Robert Reich had no problem with Seattle, Chicago and several other municipalities increasing the cost ratio of humans versus machinery by raising their minimum wage. Robert Reich had no problem with opposing Right To Work Laws in states where these ratios were already badly skewed against people who got their backs into a living at their local manufacturing plant. Robert Reich has never vocally gone on record when American employers flagrantly violated immigration laws to bring in visa workers under specious pretext and in some cases blatantly illegal workers to replace more expensive human capital that had to fill out a valid I9 to legally work here. In other words, the natural economic tendency to arbitrage against an artificially inflated marginal cost of labor never appeared on Robert Reich’s brilliant economic event horizon until he could truthfully say “If you think being a “professional” makes your job safe, think again.”
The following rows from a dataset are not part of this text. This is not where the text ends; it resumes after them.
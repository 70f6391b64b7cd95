// This Source Code Form is subject to the terms of the Mozilla Public
// License, v. 2.0. If a copy of the MPL was not distributed with this
// file, You can obtain one at https://mozilla.org/MPL/2.0/.

//! Axis-aligned bounding boxes in f64 precision.

use nalgebra::{Point3, Vector3};

/// An axis-aligned bounding box.
///
/// A box built with [`Aabb::empty`] is inverted (`min > max`) until the
/// first point is added, and reports itself as degenerate.
#[derive(Debug, Clone, Copy, PartialEq)]
pub struct Aabb {
    pub min: Point3<f64>,
    pub max: Point3<f64>,
}

impl Aabb {
    /// Creates a box from explicit corners.
    #[inline]
    pub fn new(min: Point3<f64>, max: Point3<f64>) -> Self {
        Self { min, max }
    }

    /// Creates an inverted box that any point will expand.
    pub fn empty() -> Self {
        Self {
            min: Point3::new(f64::INFINITY, f64::INFINITY, f64::INFINITY),
            max: Point3::new(f64::NEG_INFINITY, f64::NEG_INFINITY, f64::NEG_INFINITY),
        }
    }

    /// Smallest box containing every point, or an empty box.
    pub fn from_points<'a, I>(points: I) -> Self
    where
        I: IntoIterator<Item = &'a Point3<f64>>,
    {
        let mut aabb = Self::empty();
        for p in points {
            aabb.expand(p);
        }
        aabb
    }

    /// True while the box is inverted, i.e. no point has been added.
    #[inline]
    pub fn is_empty(&self) -> bool {
        self.min.x > self.max.x || self.min.y > self.max.y || self.min.z > self.max.z
    }

    /// Expands the box to include a point.
    #[inline]
    pub fn expand(&mut self, p: &Point3<f64>) {
        self.min.x = self.min.x.min(p.x);
        self.min.y = self.min.y.min(p.y);
        self.min.z = self.min.z.min(p.z);
        self.max.x = self.max.x.max(p.x);
        self.max.y = self.max.y.max(p.y);
        self.max.z = self.max.z.max(p.z);
    }

    /// Smallest box containing both boxes. Empty operands are ignored.
    pub fn union(&self, other: &Aabb) -> Aabb {
        if self.is_empty() {
            return *other;
        }
        if other.is_empty() {
            return *self;
        }
        let mut out = *self;
        out.expand(&other.min);
        out.expand(&other.max);
        out
    }

    /// Extent along each axis.
    #[inline]
    pub fn size(&self) -> Vector3<f64> {
        self.max - self.min
    }

    /// Centre point.
    #[inline]
    pub fn center(&self) -> Point3<f64> {
        nalgebra::center(&self.min, &self.max)
    }

    /// Volume, or zero for empty and flat boxes.
    pub fn volume(&self) -> f64 {
        if self.is_empty() {
            return 0.0;
        }
        let s = self.size();
        s.x * s.y * s.z
    }

    /// Inclusive containment test on every axis.
    #[inline]
    pub fn contains(&self, p: &Point3<f64>) -> bool {
        p.x >= self.min.x
            && p.x <= self.max.x
            && p.y >= self.min.y
            && p.y <= self.max.y
            && p.z >= self.min.z
            && p.z <= self.max.z
    }

    /// Projects a point onto the box.
    #[inline]
    pub fn clamp_point(&self, p: &Point3<f64>) -> Point3<f64> {
        Point3::new(
            p.x.clamp(self.min.x, self.max.x),
            p.y.clamp(self.min.y, self.max.y),
            p.z.clamp(self.min.z, self.max.z),
        )
    }

    /// True when a corner is non-finite or an axis has negative extent.
    ///
    /// Zero-extent axes are allowed: a perfectly flat scene is still a valid
    /// grid domain.
    pub fn is_degenerate(&self) -> bool {
        let finite = self.min.iter().chain(self.max.iter()).all(|v| v.is_finite());
        !finite || self.is_empty()
    }
}

impl Default for Aabb {
    fn default() -> Self {
        Self::empty()
    }
}

#[cfg(test)]
mod tests {
    use super::*;
    use approx::assert_relative_eq;

    #[test]
    fn expand_and_measure() {
        let pts = [Point3::new(1.0, 2.0, 3.0), Point3::new(-1.0, 4.0, 0.0)];
        let aabb = Aabb::from_points(pts.iter());
        assert_eq!(aabb.min, Point3::new(-1.0, 2.0, 0.0));
        assert_eq!(aabb.max, Point3::new(1.0, 4.0, 3.0));
        assert_relative_eq!(aabb.volume(), 12.0);
        assert_eq!(aabb.center(), Point3::new(0.0, 3.0, 1.5));
    }

    #[test]
    fn empty_box_is_degenerate() {
        let aabb = Aabb::empty();
        assert!(aabb.is_empty());
        assert!(aabb.is_degenerate());
        assert_eq!(aabb.volume(), 0.0);
    }

    #[test]
    fn flat_box_is_not_degenerate() {
        let aabb = Aabb::new(Point3::new(0.0, 1.0, 0.0), Point3::new(10.0, 1.0, 10.0));
        assert!(!aabb.is_degenerate());
        assert_eq!(aabb.volume(), 0.0);
    }

    #[test]
    fn non_finite_box_is_degenerate() {
        let aabb = Aabb::new(Point3::new(0.0, 0.0, 0.0), Point3::new(f64::NAN, 1.0, 1.0));
        assert!(aabb.is_degenerate());
    }

    #[test]
    fn union_ignores_empty() {
        let a = Aabb::new(Point3::new(0.0, 0.0, 0.0), Point3::new(1.0, 1.0, 1.0));
        assert_eq!(a.union(&Aabb::empty()), a);
        assert_eq!(Aabb::empty().union(&a), a);

        let b = Aabb::new(Point3::new(2.0, -1.0, 0.5), Point3::new(3.0, 0.5, 0.7));
        let u = a.union(&b);
        assert_eq!(u.min, Point3::new(0.0, -1.0, 0.0));
        assert_eq!(u.max, Point3::new(3.0, 1.0, 1.0));
    }

    #[test]
    fn clamp_and_contains() {
        let a = Aabb::new(Point3::new(0.0, 0.0, 0.0), Point3::new(10.0, 10.0, 10.0));
        assert!(a.contains(&Point3::new(10.0, 0.0, 5.0)));
        assert!(!a.contains(&Point3::new(10.1, 0.0, 5.0)));
        assert_eq!(
            a.clamp_point(&Point3::new(-3.0, 12.0, 5.0)),
            Point3::new(0.0, 10.0, 5.0)
        );
    }
}
// This Source Code Form is subject to the terms of the Mozilla Public
// License, v. 2.0. If a copy of the MPL was not distributed with this
// file, You can obtain one at https://mozilla.org/MPL/2.0/.

//! Point-to-cell and cell-to-neighbour queries.
//!
//! [`Grid::locate`] tries, in order: the exact cell containing the point,
//! the cell containing the point clamped into the grid bounds, and an
//! expanding Chebyshev ring search around the clamped cell.
//!
//! Ring `r` cannot contain anything closer than `min(cell_size) * (r - 1)`
//! to the clamped query point, so the search keeps expanding until that
//! bound exceeds the best distance found so far. Stopping at the first hit
//! would be wrong: a diagonal cell in a later ring can sit closer in world
//! space than an axial cell in an earlier one when cells are not cubic or
//! points cluster near cell faces.

use nalgebra::Point3;

use crate::grid::{Cell, CellKey, Grid};

/// Ring-search cap used by [`Grid::cell_at`].
pub const DEFAULT_MAX_SEARCH_RINGS: u32 = 5;

/// How a lookup found its cell.
#[derive(Debug, Clone, Copy, PartialEq, Eq)]
pub enum LookupKind {
    /// The point's own cell is occupied.
    Exact,
    /// The point lay outside the bounds; its clamped cell is occupied.
    Clamped,
    /// Found by ring search at the given Chebyshev radius.
    Ring { radius: u32 },
}

/// Result of a point-to-cell lookup.
#[derive(Debug, Clone, Copy)]
pub struct CellHit<'a> {
    pub cell: &'a Cell,
    pub kind: LookupKind,
    /// World distance from the clamped query point to the cell's mean
    /// position. Zero for exact and clamped hits.
    pub distance: f64,
}

const FACE_OFFSETS: [(i32, i32, i32); 6] = [
    (-1, 0, 0),
    (1, 0, 0),
    (0, -1, 0),
    (0, 1, 0),
    (0, 0, -1),
    (0, 0, 1),
];

impl Grid {
    /// Returns the occupied cell for `point`, falling back to the nearest
    /// occupied cell within [`DEFAULT_MAX_SEARCH_RINGS`] rings.
    pub fn cell_at(&self, point: &Point3<f64>) -> Option<&Cell> {
        self.locate(point).map(|hit| hit.cell)
    }

    /// Like [`Grid::cell_at`], but reports how the cell was found.
    pub fn locate(&self, point: &Point3<f64>) -> Option<CellHit<'_>> {
        self.locate_within(point, DEFAULT_MAX_SEARCH_RINGS)
    }

    /// Point-to-cell lookup with an explicit ring-search cap.
    pub fn locate_within(&self, point: &Point3<f64>, max_rings: u32) -> Option<CellHit<'_>> {
        if let Some(cell) = self.key_for_point(point).and_then(|k| self.cell(k)) {
            return Some(CellHit {
                cell,
                kind: LookupKind::Exact,
                distance: 0.0,
            });
        }

        let origin = self.clamped_key(point)?;
        if let Some(cell) = self.cell(origin) {
            return Some(CellHit {
                cell,
                kind: LookupKind::Clamped,
                distance: 0.0,
            });
        }

        let clamped = self.bounds().clamp_point(point);
        self.ring_search(origin, &clamped, max_rings)
    }

    fn ring_search(
        &self,
        origin: CellKey,
        query: &Point3<f64>,
        max_rings: u32,
    ) -> Option<CellHit<'_>> {
        let cs = self.cell_size();
        let min_cell = cs.x.min(cs.y).min(cs.z);
        let mut best: Option<(&Cell, f64, u32)> = None;

        for radius in 1..=max_rings {
            if let Some((_, best_sq, _)) = best {
                let ring_min = min_cell * (radius - 1) as f64;
                if ring_min * ring_min > best_sq {
                    break;
                }
            }
            if !self.ring_intersects_grid(origin, radius) {
                break;
            }

            self.for_each_ring_key(origin, radius, |key| {
                if let Some(cell) = self.cell(key) {
                    let d_sq = (cell.mean_position - query).norm_squared();
                    if best.map_or(true, |(_, b, _)| d_sq < b) {
                        best = Some((cell, d_sq, radius));
                    }
                }
            });
        }

        best.map(|(cell, d_sq, radius)| CellHit {
            cell,
            kind: LookupKind::Ring { radius },
            distance: d_sq.sqrt(),
        })
    }

    /// True if any position at Chebyshev distance `radius` from `origin`
    /// lies inside the resolution.
    fn ring_intersects_grid(&self, origin: CellKey, radius: u32) -> bool {
        let res = self.resolution();
        let axis = |v: u32, n: u32| v >= radius || v + radius < n;
        axis(origin.x, res[0]) || axis(origin.y, res[1]) || axis(origin.z, res[2])
    }

    /// Visits every in-grid key on the surface of the cube of half-width
    /// `radius` around `origin`.
    fn for_each_ring_key(&self, origin: CellKey, radius: u32, mut visit: impl FnMut(CellKey)) {
        let r = radius as i64;
        let res = self.resolution();
        let (ox, oy, oz) = (origin.x as i64, origin.y as i64, origin.z as i64);
        let range = |o: i64, n: u32| (o - r).max(0)..=(o + r).min(n as i64 - 1);

        for x in range(ox, res[0]) {
            let x_face = (x - ox).abs() == r;
            for y in range(oy, res[1]) {
                let y_face = (y - oy).abs() == r;
                if x_face || y_face {
                    for z in range(oz, res[2]) {
                        visit(CellKey::new(x as u32, y as u32, z as u32));
                    }
                } else {
                    // Only the two z faces are on the ring surface.
                    for z in [oz - r, oz + r] {
                        if z >= 0 && z < res[2] as i64 {
                            visit(CellKey::new(x as u32, y as u32, z as u32));
                        }
                    }
                }
            }
        }
    }

    /// Occupied cells inside the `(2 * radius + 1)^3` window around `key`,
    /// including the cell at `key` itself when occupied.
    pub fn neighbors(&self, key: CellKey, radius: u32) -> Vec<&Cell> {
        let r = radius as i64;
        let res = self.resolution();
        let range = |o: u32, n: u32| (o as i64 - r).max(0)..=(o as i64 + r).min(n as i64 - 1);

        let mut out = Vec::new();
        for x in range(key.x, res[0]) {
            for y in range(key.y, res[1]) {
                for z in range(key.z, res[2]) {
                    if let Some(cell) = self.cell(CellKey::new(x as u32, y as u32, z as u32)) {
                        out.push(cell);
                    }
                }
            }
        }
        out
    }

    /// Occupied cells sharing a face with `key`.
    pub fn face_neighbors(&self, key: CellKey) -> impl Iterator<Item = &Cell> + '_ {
        let res = self.resolution();
        FACE_OFFSETS
            .iter()
            .filter_map(move |&(dx, dy, dz)| key.offset(dx, dy, dz, res))
            .filter_map(move |k| self.cell(k))
    }
}

#[cfg(test)]
mod tests {
    use super::*;
    use crate::bounds::Aabb;
    use crate::builder::{GridBuilder, GridConfig};
    use crate::color::Rgb;
    use crate::source::PointBuffer;
    use approx::assert_relative_eq;

    fn build(points: &[(f64, f64, f64)], world: f64, res: u32) -> Grid {
        let buffer: PointBuffer = points
            .iter()
            .map(|&(x, y, z)| (Point3::new(x, y, z), Rgb::WHITE))
            .collect();
        let bounds = Aabb::new(Point3::new(0.0, 0.0, 0.0), Point3::new(world, world, world));
        GridBuilder::new(GridConfig {
            resolution: [res, res, res],
            vertical_crop: (0.0, 0.0),
            ..Default::default()
        })
        .build(&buffer, &bounds)
        .unwrap()
    }

    #[test]
    fn exact_hit() {
        let grid = build(&[(2.5, 2.5, 2.5)], 10.0, 10);
        let hit = grid.locate(&Point3::new(2.1, 2.9, 2.0)).unwrap();
        assert_eq!(hit.kind, LookupKind::Exact);
        assert_eq!(hit.cell.key, CellKey::new(2, 2, 2));
    }

    #[test]
    fn clamped_hit_outside_bounds() {
        let grid = build(&[(9.5, 9.5, 9.5)], 10.0, 10);
        let hit = grid.locate(&Point3::new(14.0, 12.0, 30.0)).unwrap();
        assert_eq!(hit.kind, LookupKind::Clamped);
        assert_eq!(hit.cell.key, CellKey::new(9, 9, 9));
    }

    #[test]
    fn cell_contains_normalized_coordinate() {
        let points: Vec<_> = (1..10)
            .map(|i| {
                let t = i as f64 * 1.07;
                (t, 10.0 - t, (t * 3.3) % 10.0)
            })
            .collect();
        let grid = build(&points, 10.0, 7);
        let res = grid.resolution();
        for &(x, y, z) in &points {
            let p = Point3::new(x, y, z);
            let cell = grid.cell_at(&p).unwrap();
            let n = grid.normalized(&p);
            let k = cell.key;
            let scaled = [n.x * res[0] as f64, n.y * res[1] as f64, n.z * res[2] as f64];
            for (axis, &v) in k.as_array().iter().enumerate() {
                assert!(v as f64 <= scaled[axis] && scaled[axis] <= (v + 1) as f64);
            }
        }
    }

    #[test]
    fn cell_contains_coordinate_normalised_against_cropped_bounds() {
        // Default crop trims y to [1, 9] in a 10-unit world.
        let points: Vec<_> = (1..12)
            .map(|i| {
                let t = i as f64 * 0.83;
                (t, 1.05 + t * 0.71, (t * 2.9) % 10.0)
            })
            .collect();
        let buffer: PointBuffer = points
            .iter()
            .map(|&(x, y, z)| (Point3::new(x, y, z), Rgb::WHITE))
            .collect();
        let world = Aabb::new(Point3::new(0.0, 0.0, 0.0), Point3::new(10.0, 10.0, 10.0));
        let grid = GridBuilder::new(GridConfig::with_resolution([7, 7, 7]))
            .build(&buffer, &world)
            .unwrap();
        assert_relative_eq!(grid.bounds().min.y, 1.0);
        assert_relative_eq!(grid.bounds().max.y, 9.0);
        assert_eq!(grid.diagnostics().indexed_points, points.len());

        for &(x, y, z) in &points {
            let key = grid.cell_at(&Point3::new(x, y, z)).unwrap().key;
            let scaled = [x / 10.0 * 7.0, (y - 1.0) / 8.0 * 7.0, z / 10.0 * 7.0];
            for (axis, &v) in key.as_array().iter().enumerate() {
                assert!(v as f64 <= scaled[axis] + 1e-9 && scaled[axis] <= (v + 1) as f64 + 1e-9);
            }
        }
    }

    #[test]
    fn non_finite_query_finds_nothing() {
        let grid = build(&[(4.5, 4.5, 4.5)], 10.0, 10);
        assert!(grid.locate(&Point3::new(f64::NAN, 4.5, 4.5)).is_none());
        assert!(grid.locate(&Point3::new(4.5, f64::INFINITY, 4.5)).is_none());
        assert!(grid.cell_at(&Point3::new(4.5, 4.5, f64::NEG_INFINITY)).is_none());
    }

    #[test]
    fn ring_search_beyond_cap_returns_none() {
        // Only the corner cell is occupied; cell size is 5.
        let grid = build(&[(0.5, 0.5, 0.5)], 100.0, 20);
        assert_relative_eq!(grid.cell_size().x, 5.0);
        assert!(grid.cell_at(&Point3::new(99.0, 99.0, 99.0)).is_none());

        let hit = grid.locate(&Point3::new(5.0, 5.0, 5.0)).unwrap();
        assert_eq!(hit.cell.key, CellKey::new(0, 0, 0));
        assert_eq!(hit.kind, LookupKind::Ring { radius: 1 });
    }

    #[test]
    fn ring_search_prefers_closer_cell_in_later_ring() {
        // Cells are 10 wide on x and 1 wide on y/z. The query sits in the
        // empty cell (5, 5, 5). Ring 1 holds a point far along x; ring 2
        // holds a point just two thin cells away along y.
        let mut buffer = PointBuffer::new();
        buffer.push(Point3::new(69.9, 5.5, 5.5), Rgb::WHITE, 1.0); // cell (6,5,5), ring 1
        buffer.push(Point3::new(55.0, 7.1, 5.5), Rgb::WHITE, 1.0); // cell (5,7,5), ring 2
        let bounds = Aabb::new(Point3::new(0.0, 0.0, 0.0), Point3::new(100.0, 10.0, 10.0));
        let grid = GridBuilder::new(GridConfig {
            resolution: [10, 10, 10],
            vertical_crop: (0.0, 0.0),
            ..Default::default()
        })
        .build(&buffer, &bounds)
        .unwrap();

        let hit = grid.locate(&Point3::new(55.0, 5.5, 5.5)).unwrap();
        assert_eq!(hit.cell.key, CellKey::new(5, 7, 5));
        assert_eq!(hit.kind, LookupKind::Ring { radius: 2 });
        assert_relative_eq!(hit.distance, 1.6, epsilon = 1e-9);
    }

    #[test]
    fn ring_search_prefers_closer_diagonal_over_first_axial_hit() {
        // Cubic cells of size 1. Ring 1 holds a point on the far face of the
        // axial neighbour; ring 2 holds a diagonal point hugging the shared
        // corner, which is closer in world space.
        let mut buffer = PointBuffer::new();
        buffer.push(Point3::new(6.99, 5.5, 5.5), Rgb::WHITE, 1.0); // cell (6,5,5), ring 1
        buffer.push(Point3::new(4.5, 7.01, 5.5), Rgb::WHITE, 1.0); // cell (4,7,5), ring 2
        let bounds = Aabb::new(Point3::new(0.0, 0.0, 0.0), Point3::new(10.0, 10.0, 10.0));
        let grid = GridBuilder::new(GridConfig {
            resolution: [10, 10, 10],
            vertical_crop: (0.0, 0.0),
            ..Default::default()
        })
        .build(&buffer, &bounds)
        .unwrap();

        let hit = grid.locate(&Point3::new(5.0, 5.99, 5.5)).unwrap();
        assert_eq!(hit.cell.key, CellKey::new(4, 7, 5));
        assert_eq!(hit.kind, LookupKind::Ring { radius: 2 });
    }

    #[test]
    fn ring_search_respects_explicit_cap() {
        let grid = build(&[(0.5, 0.5, 0.5), (9.5, 9.5, 9.5)], 10.0, 10);
        assert!(grid.locate_within(&Point3::new(4.5, 4.5, 4.5), 3).is_none());
        let hit = grid.locate_within(&Point3::new(4.5, 4.5, 4.5), 5).unwrap();
        assert_eq!(hit.kind, LookupKind::Ring { radius: 4 });
    }

    #[test]
    fn neighbors_window() {
        let grid = build(
            &[(0.5, 0.5, 0.5), (1.5, 0.5, 0.5), (1.5, 1.5, 1.5), (3.5, 0.5, 0.5)],
            10.0,
            10,
        );
        let keys = |cells: Vec<&Cell>| -> Vec<CellKey> { cells.iter().map(|c| c.key).collect() };

        assert_eq!(keys(grid.neighbors(CellKey::new(0, 0, 0), 0)), vec![CellKey::new(0, 0, 0)]);
        assert_eq!(
            keys(grid.neighbors(CellKey::new(0, 0, 0), 1)),
            vec![CellKey::new(0, 0, 0), CellKey::new(1, 0, 0), CellKey::new(1, 1, 1)]
        );
        assert_eq!(grid.neighbors(CellKey::new(0, 0, 0), 3).len(), 4);
        // Empty centre cells still report their occupied neighbours.
        assert_eq!(grid.neighbors(CellKey::new(2, 0, 0), 1).len(), 3);
    }

    #[test]
    fn face_neighbors_skip_diagonals() {
        let grid = build(&[(0.5, 0.5, 0.5), (1.5, 0.5, 0.5), (1.5, 1.5, 0.5)], 10.0, 10);
        let faces: Vec<_> = grid.face_neighbors(CellKey::new(0, 0, 0)).map(|c| c.key).collect();
        assert_eq!(faces, vec![CellKey::new(1, 0, 0)]);
    }
}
Like you and I both, Robert Reich loved him so modern conveniences until perhaps, he saw Deep Blue checkmate Garry Kasparov. So now he’s afraid of Terminator: The Rise of the Machines. He finishes by whining that redistribution has become a bad word. Well let me just deliver some news to you Robert.

When you get a lower price for your car because human workers get replaced by machines; that could be viewed as redistribution. When you get to have your dinner in 3:30 via a microwave oven rather than requiring a professional chef and three of his assistants to prepare your Chicken Kiev you save a solid $40. That could be viewed as a form of redistribution. When you get ten minutes of your life back because the local Kroger has an automated checkout line and you don’t have to wait on a clumsy, unmotivated human being, in a Reichian Marxist analysis of things, you’ve stolen that person’s wages. That’s redistribution. You’re welcome, Robert!

He tells us that “it may be that a redistribution of income and wealth from the rich owners of breakthrough technologies to the rest of us becomes the only way of making the future economy work.” For the love of Gawd, Robert. Could you be any more self-serving without destroying another guy’s job via enhanced efficiency? It’s not the future economy that will stop working if you willingly acquiesce to your professional obsolescence. It is you that will stop working.

I get mail from my alma mater all the time that talks about the lifelong learning process when they want to lighten my wallet by enrolling me in some post-graduate course. Here I’ve got a brilliant professor whinging about how hard it is to teach an old dog new tricks. If raging against the machine won’t end income inequality, then I’m pretty darn sure that lounging against it won’t turn the trick either. People who don’t like somebody else’s definition of change and innovation need to develop their own.

*- Al Gore would, so perhaps Robert Reich is just revanchist moderate instead of a true believer.